У Иоганны комок подступил к горлу.
- Вмешательство кронпринца всего лишь вопрос времени, - сказала она. - У меня по делу Крюгера было не меньше двух десятков так называемых важных бесед, а на поверку вышла одна болтовня. Теперь я наконец-то почувствовала почву под ногами. Вы понимаете, Тюверлен, как это для меня важно?
- Знаете, - сказал Тюверлен, так сильно покачивая бокал с вермутом, что в нем зазвенели льдинки, - я еще понимаю, когда человек бездарен. Но я безошибочно чувствую, что молокосос талантлив. Угораздило же этого глупца забить себе голову всеми этими удобными, расхожими теориями. Я, разумеется, не отношусь к числу людей впечатлительных, но, признаюсь вам, Иоганна, разговор меня задел за живое. Он, видите ли, не желает сидеть на подпиленном суку буржуазного общества. А с меня, сказал я этому Преклю, вполне достаточно, если какая-нибудь идея, человек или событие обостряют мое восприятие жизни, тогда я могу передать его другим. Но он считает все это буржуазной ленью. Он-де не может так легко решать подобные вопросы. Сначала должен убедиться, выдержит ли почва тяжесть будущего. Самоуверенный мальчишка!
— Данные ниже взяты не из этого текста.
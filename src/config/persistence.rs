use std::fs;
use std::path::{Path, PathBuf};

use super::AppConfig;
use crate::error::ConfigError;

/// Returns the platform-specific base config directory.
///
/// Resolution order:
/// 1. `XDG_CONFIG_HOME`
/// 2. `$HOME/.config`
/// 3. `%USERPROFILE%/.config`
pub fn config_base_dir() -> Option<PathBuf> {
    if let Some(xdg) = std::env::var_os("XDG_CONFIG_HOME") {
        return Some(PathBuf::from(xdg));
    }
    if let Some(home) = std::env::var_os("HOME") {
        return Some(PathBuf::from(home).join(".config"));
    }
    std::env::var_os("USERPROFILE").map(|home| PathBuf::from(home).join(".config"))
}

/// Returns the path to `~/.config/tabpager/config.ron`.
pub fn config_path() -> Option<PathBuf> {
    config_base_dir().map(|base| base.join("tabpager").join("config.ron"))
}

/// Reads and parses a config file.
pub fn read_config(path: &Path) -> Result<AppConfig, ConfigError> {
    let contents = fs::read_to_string(path).map_err(|source| ConfigError::Io {
        path: path.to_path_buf(),
        source,
    })?;
    Ok(ron::from_str(&contents)?)
}

/// Loads the config from the default location.
pub fn try_load_config() -> Result<AppConfig, ConfigError> {
    let path = config_path().ok_or(ConfigError::NoConfigDir)?;
    read_config(&path)
}

/// Loads the config from disk, falling back to defaults on any error.
pub fn load_config() -> AppConfig {
    match try_load_config() {
        Ok(config) => config,
        Err(err) => {
            log::debug!("using default config: {err}");
            AppConfig::default()
        }
    }
}

/// Writes the config to `path` in pretty RON, creating parent directories.
pub fn write_config(path: &Path, config: &AppConfig) -> Result<(), ConfigError> {
    let io_err = |source| ConfigError::Io {
        path: path.to_path_buf(),
        source,
    };
    if let Some(dir) = path.parent() {
        fs::create_dir_all(dir).map_err(io_err)?;
    }
    let pretty = ron::ser::PrettyConfig::default();
    let serialized = ron::ser::to_string_pretty(config, pretty)?;
    fs::write(path, serialized).map_err(io_err)
}

/// Persists the config to the default location. Errors are logged and dropped.
pub fn save_config(config: &AppConfig) {
    let Some(path) = config_path() else {
        return;
    };
    if let Err(err) = write_config(&path, config) {
        log::warn!("failed to save config: {err}");
    }
}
Иоганна страшно обрадовалась Тюверлену, она ждала его больше часу. Собственно, с первого дня приезда в Гармиш она искала случая, чтобы поговорить с Жаком Тюверленом о Крюгере, о своем поступке, который был вызван - этого она и сама толком не понимала - упрямством или мужеством, глупостью или порядочностью. Неужели он ничего не замечает? Ведь он смотрит на нее. Говорит, глядя ей прямо в лицо. Неужели не замечает, что она предлагает ему себя? Что пожелай он этого, и она бросилась бы ему на шею? Неужели он так глуп, что ничего не видит!
Да, он так глуп, потому что он писатель. Все возражения, которые он не сумел высказать Преклю, - потому ли, что они не пришли ему тогда на ум, потому ли, что в тот момент не сумел их хорошенько сформулировать, или потому, что второстепенное заслоняло тогда более важное, но только все эти возражения он теперь четко, в резкой форме излагал молчаливой, обиженной, ушедшей в себя Иоганне. Он находил все более удачные обороты, оживился и заметно повеселел, потом стал рассказывать о своих планах - вскоре он опубликует книгу "Маркс и Дизраэли", острую, вероятно, очень спорную. Он нарисовал образы этих двух людей, живших в одно и то же время, в одном и том же городе, переживших одни и те же события. Эти происходившие вокруг них исторические события он изобразил с предельной объективностью, а затем показал, как по-разному они воспринимались этими людьми. А еще он работает над черновым вариантом радиопьесы "Страшный суд". Некое довольно странное судилище расследует случаи из жизни так называемых "великих мира сего". Пьеса начинается спором между людьми одной и той же эпохи, но они в силу только им присущих свойств характера настолько разнятся по возрасту, что один мог бы быть старше другого на тридцать тысяч лет. Никто не чувствует за собой вины, все уверены в собственной правоте, каждый по-своему прав, а затем выясняется, что перед "Страшным судом" правота каждого представляется весьма сомнительной.
Тюверлен рассказывал о своей радиопьесе образно и живо, без обычной сдержанности и скепсиса, позволяя себе резкие выпады против инженера Прекля, которого, впрочем, назвал единственной личностью "с человеческим лицом" из всех, кого он встретил на этом зимнем курорте. Но его собеседница оставалась очень мрачной. Сейчас Иоганну не интересовала его работа, рассказ о которой в другое время она слушала бы с огромным интересом. Она смотрела на волосатые руки Тюверлена и находила их отвратительными, смотрела на оживленное, все в мелких морщинках лицо и находила его похожим на маску клоуна.
Она пыталась понять его. Этот человек умеет провести четкую грань между своим творчеством - делом - и своим отношением к женщине, он способен, пока работа целиком захватывает его, отстранить от себя женщину. Это так, и она это понимала. Понимала, но ничего не могла с собой поделать - она невольно закусила верхнюю губу, а ее серые глаза наполнились гневом. Как плохо, что она совершенно не умеет притворяться!
Она злилась на этого человека, не проявлявшего ни малейшего интереса к ней и к ее успеху. Злилась на себя за то, что участие именно этого человека было для нее важнее всего. И одновременно злилась на себя и на него за то, что оба сидят рядом, но каждый занят только собой.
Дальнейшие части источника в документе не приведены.